== WHAT YOU WILL DO ==
Only the total should be returned: the number of lines in the data that hold the string "whole".

Stored data

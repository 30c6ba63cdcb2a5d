//! Weighted random choice
//!
//! Every "draw a number, branch on the range" decision in the generator goes
//! through this module so the probability policy stays in one place.

use rand::Rng;

/// A probability expressed in whole percent (`0..=100`)
#[derive(Debug, Clone, Copy, PartialEq, Eq, Hash)]
pub struct Probability(u32);

impl Probability {
    /// Never fires
    pub const NEVER: Probability = Probability(0);

    /// Always fires
    pub const ALWAYS: Probability = Probability(100);

    /// Create a probability from a percentage, clamped to 100
    pub const fn percent(percent: u32) -> Self {
        if percent > 100 {
            Probability(100)
        } else {
            Probability(percent)
        }
    }

    /// A probability of one in `n`, rounded down to whole percent
    ///
    /// `one_in(0)` never fires.
    pub const fn one_in(n: u32) -> Self {
        if n == 0 {
            Probability(0)
        } else {
            Probability(100 / n)
        }
    }

    /// The percentage value
    pub fn as_percent(&self) -> u32 {
        self.0
    }

    /// Draw once from `rng`
    ///
    /// Zero never fires and 100 always fires, without consuming randomness
    /// in either case.
    pub fn sample<R: Rng + ?Sized>(self, rng: &mut R) -> bool {
        match self.0 {
            0 => false,
            100 => true,
            p => rng.gen_range(0..100) < p,
        }
    }
}

/// Pick one element uniformly from a non-empty slice
///
/// # Panics
///
/// Panics if `items` is empty. All callers pass fixed, non-empty catalogs.
pub fn pick<'a, T, R: Rng + ?Sized>(rng: &mut R, items: &'a [T]) -> &'a T {
    &items[rng.gen_range(0..items.len())]
}

/// Pick a copyable element uniformly from a non-empty slice
pub fn pick_copied<T: Copy, R: Rng + ?Sized>(rng: &mut R, items: &[T]) -> T {
    *pick(rng, items)
}

/// A fair coin flip
pub fn coin<R: Rng + ?Sized>(rng: &mut R) -> bool {
    rng.gen_bool(0.5)
}

#[cfg(test)]
mod tests {
    use super::*;
    use rand::rngs::StdRng;
    use rand::SeedableRng;

    #[test]
    fn test_probability_clamps() {
        assert_eq!(Probability::percent(250).as_percent(), 100);
        assert_eq!(Probability::one_in(5).as_percent(), 20);
        assert_eq!(Probability::one_in(0), Probability::NEVER);
    }

    #[test]
    fn test_never_and_always() {
        let mut rng = StdRng::seed_from_u64(1);
        for _ in 0..1_000 {
            assert!(!Probability::NEVER.sample(&mut rng));
            assert!(Probability::ALWAYS.sample(&mut rng));
        }
    }

    #[test]
    fn test_sample_frequency_is_close_to_percent() {
        let mut rng = StdRng::seed_from_u64(42);
        let p = Probability::percent(30);

        let hits = (0..20_000).filter(|_| p.sample(&mut rng)).count();
        let ratio = hits as f64 / 20_000.0;

        assert!((0.27..0.33).contains(&ratio), "observed ratio {}", ratio);
    }

    #[test]
    fn test_pick_covers_all_items() {
        let mut rng = StdRng::seed_from_u64(3);
        let items = ["a", "b", "c"];
        let mut seen = std::collections::HashSet::new();

        for _ in 0..200 {
            seen.insert(*pick(&mut rng, &items));
        }

        assert_eq!(seen.len(), 3);
    }
}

== RESPONSE ==
2